This morning I awoke to the sweet dulcet tones of Mildred wailing as she tried to claw her way out of the water bowl she’d somehow fallen into around 6am. Seriously. I’m starting to wonder if managed to find a kitten even dumber than Lucy.
Thanks for all the sweet comments and notes yesterday, Interwebz. I didn’t mean to get all somber on y’all. It was a moment of weakness. Forgive me. Besides, I just get all weepy and emotional when you people are nice to me. Weepy and emotional isn’t really my thing. So stop it. STAT. If I was banging Justin Timberlake in real life (as opposed to the crazy things we do in my head) I would make him sing you a song entitled, “I’m Bringing Snarky Back.” And then we would have a giant dance-off Soul Train style.
You should really try one of these pills.
Driving out to the house-to-be-if-I-can-just-sell-this-fucking-apartment-and-why-the-hell-isn’t-saint-joe-working-yet-damnit yesterday, Rocco tried to torment me with talk radio. I don’t do well with talk radio for long periods of time. (I feel the same way about free-from jazz, frankly. You can keep your Monk, Mingus, and Davis. I’d rather listen to Fitzgerald, Armstrong, and Simone.) After seven minutes of drivel about “all brain” job postings, I begged him to consider trying the FM band for a wee bit.
So there I am, mouth wide open, head thrown back wailing, “Maybe I’m craaaaaay-zaaaaay. Maybe you’re craaaaaay-zaaaaay,” as we barreled down I-78. As I dipped my head down, gulping in air or my next big note, my eyes landed on the woman in the car next to us. She too, was gulping air. Then just as the words “Maybe we’re…” filled the air, lady in the car next to us threw her head back, clearly belting out “craaaaaay-zaaaaay!” in the confines of her own car.
She caught me watching and immediately clamped her mouth closed. I gave her a wink, and added a little seat shimmying to my sing-a-long. She pumped her fist and waved, as we continued to mouth the lyrics in unison.
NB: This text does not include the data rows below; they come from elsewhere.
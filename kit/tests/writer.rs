//! Writer tests: segment ordering, deferred evaluation, nested writes.

use scankit::{Endl, LINE_BREAK, Lazy, Show, With, WithValue, Writer};

#[test]
fn test_literal_then_lazy_then_endl() {
    let mut out = Writer::new(String::new());
    out.write(("sum = ", Lazy(|| 2 + 3), Endl));
    assert_eq!(out.into_sink(), format!("sum = 5{}", LINE_BREAK));
}

#[test]
fn test_segments_in_declaration_order() {
    let mut out = Writer::new(String::new());
    out.write((1, " ", 2, " ", Lazy(|| 3), " ", 4));
    assert_eq!(out.into_sink(), "1 2 3 4");
}

#[test]
fn test_producers_run_exactly_once_in_order() {
    let order = std::cell::RefCell::new(Vec::new());
    let mut out = Writer::new(String::new());
    out.write((
        Lazy(|| {
            order.borrow_mut().push("first");
            'a'
        }),
        Lazy(|| {
            order.borrow_mut().push("second");
            'b'
        }),
    ));
    assert_eq!(out.into_sink(), "ab");
    assert_eq!(*order.borrow(), ["first", "second"]);
}

#[test]
fn test_nested_writes_interleave_with_outer_segments() {
    let mut out = Writer::new(String::new());
    out.write((
        "coords: ",
        With(|w: &mut Writer<String>| {
            for (x, y) in [(1, 2), (3, 4)] {
                w.write(("(", x, ",", y, ") "));
            }
        }),
        "done",
    ));
    assert_eq!(out.into_sink(), "coords: (1,2) (3,4) done");
}

#[test]
fn test_with_value_writes_result_after_nested_output() {
    let mut out = Writer::new(String::new());
    out.write((
        WithValue(|w: &mut Writer<String>| {
            w.write("answer: ");
            42
        }),
        Endl,
    ));
    assert_eq!(out.into_sink(), format!("answer: 42{}", LINE_BREAK));
}

#[test]
fn test_show_wraps_any_display_value() {
    let mut out = Writer::new(String::new());
    out.write(Show(std::time::Duration::from_secs(2).as_secs()));
    assert_eq!(out.into_sink(), "2");
}

#[test]
fn test_flush_is_idempotent() {
    let mut out = Writer::new(String::new());
    out.write("x");
    out.flush();
    out.flush();
    out.flush();
    assert_eq!(out.into_sink(), "x");
}

#[test]
fn snapshot_report_layout() {
    let items = [("apples", 12), ("pears", 3), ("plums", 45)];
    let mut out = Writer::new(String::new());
    out.write(("inventory", Endl));
    for (name, count) in items {
        out.write(("  ", name, ": ", count, Endl));
    }
    out.write((
        "total: ",
        Lazy(|| items.iter().map(|(_, n)| n).sum::<i32>()),
        Endl,
    ));
    let output = out.into_sink();
    insta::assert_snapshot!(output);
}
It made me a wee bit nostalgic for the days of high-school car pooling. When a great song would come on the radio, and you’d roll down your window, stick out your hand, and try and signal the station’s frequency to the cars behind you with gestures or by yelling out the window at stop lights.
A single finger. Then a fist. Then both hands out the window, one splayed wide, the other in a piece sign. Then a finger jab in the air. Finally one hand, again splayed wide. We’d watch as the passenger in the car behind us bent over the dashboard, spinning the knob till landing on 107.5, immediately nodding in recognition of the blaring guitar while the rest of the kids in the car moved to the beat.
That never happens when I’m listening to my iPod walking down Broadway. Though I do see a lot of single fingers sticking out of rolled-down car windows.